## Problem details
All lines in the records that carry the string "Debug" are to be shown.

## Materials provided
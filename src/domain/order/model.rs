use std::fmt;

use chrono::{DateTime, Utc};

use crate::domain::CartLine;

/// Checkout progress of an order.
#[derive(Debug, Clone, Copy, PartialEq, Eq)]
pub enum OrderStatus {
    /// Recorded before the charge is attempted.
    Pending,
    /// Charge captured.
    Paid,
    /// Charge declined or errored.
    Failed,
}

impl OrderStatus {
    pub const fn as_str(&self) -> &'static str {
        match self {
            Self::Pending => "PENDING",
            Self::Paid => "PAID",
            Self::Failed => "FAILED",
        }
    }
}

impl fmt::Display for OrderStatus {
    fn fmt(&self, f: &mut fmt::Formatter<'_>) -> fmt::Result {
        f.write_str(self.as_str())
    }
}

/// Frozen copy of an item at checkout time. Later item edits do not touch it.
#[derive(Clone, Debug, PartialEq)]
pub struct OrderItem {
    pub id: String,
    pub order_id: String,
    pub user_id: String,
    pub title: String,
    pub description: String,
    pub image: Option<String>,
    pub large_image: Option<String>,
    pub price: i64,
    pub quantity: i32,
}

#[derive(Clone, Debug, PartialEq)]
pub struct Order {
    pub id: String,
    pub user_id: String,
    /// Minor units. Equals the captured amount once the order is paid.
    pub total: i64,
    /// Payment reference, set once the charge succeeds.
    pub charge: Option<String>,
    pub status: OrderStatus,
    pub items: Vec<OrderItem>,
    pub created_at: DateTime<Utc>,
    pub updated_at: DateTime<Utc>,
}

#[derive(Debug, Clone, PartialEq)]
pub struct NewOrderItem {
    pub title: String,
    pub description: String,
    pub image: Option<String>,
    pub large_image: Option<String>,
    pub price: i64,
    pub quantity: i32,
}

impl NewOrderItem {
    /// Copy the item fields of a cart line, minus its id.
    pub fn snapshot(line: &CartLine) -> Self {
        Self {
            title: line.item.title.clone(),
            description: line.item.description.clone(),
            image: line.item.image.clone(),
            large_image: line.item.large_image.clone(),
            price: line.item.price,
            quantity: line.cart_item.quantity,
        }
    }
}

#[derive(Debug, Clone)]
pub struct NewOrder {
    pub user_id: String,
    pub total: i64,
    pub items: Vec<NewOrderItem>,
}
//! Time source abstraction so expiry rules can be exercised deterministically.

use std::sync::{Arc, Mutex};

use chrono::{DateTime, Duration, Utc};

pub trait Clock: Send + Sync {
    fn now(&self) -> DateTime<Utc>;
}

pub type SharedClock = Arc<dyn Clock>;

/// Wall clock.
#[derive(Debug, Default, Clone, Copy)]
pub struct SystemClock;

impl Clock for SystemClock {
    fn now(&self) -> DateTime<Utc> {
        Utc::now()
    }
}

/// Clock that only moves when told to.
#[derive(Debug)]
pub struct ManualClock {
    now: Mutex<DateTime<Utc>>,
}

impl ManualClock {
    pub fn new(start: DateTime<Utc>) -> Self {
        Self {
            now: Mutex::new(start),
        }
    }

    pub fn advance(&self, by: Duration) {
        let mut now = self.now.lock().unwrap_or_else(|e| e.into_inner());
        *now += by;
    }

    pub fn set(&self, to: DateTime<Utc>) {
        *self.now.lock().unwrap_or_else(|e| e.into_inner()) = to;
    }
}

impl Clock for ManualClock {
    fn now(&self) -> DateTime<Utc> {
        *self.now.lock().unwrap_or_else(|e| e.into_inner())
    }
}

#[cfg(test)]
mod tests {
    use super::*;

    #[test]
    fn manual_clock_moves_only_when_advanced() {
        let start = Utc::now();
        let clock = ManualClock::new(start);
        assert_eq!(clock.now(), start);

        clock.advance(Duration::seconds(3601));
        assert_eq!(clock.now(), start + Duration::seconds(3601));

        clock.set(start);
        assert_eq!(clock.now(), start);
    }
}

## Exercise answer
#[derive(Debug, Clone, Copy, PartialEq, Eq)]
#[derive(Clone, Debug, PartialEq)]
#[derive(Clone, Debug, PartialEq)]
#[derive(Debug, Clone, PartialEq)]
#[derive(Debug, Clone)]
#[derive(Debug, Default, Clone, Copy)]
#[derive(Debug)]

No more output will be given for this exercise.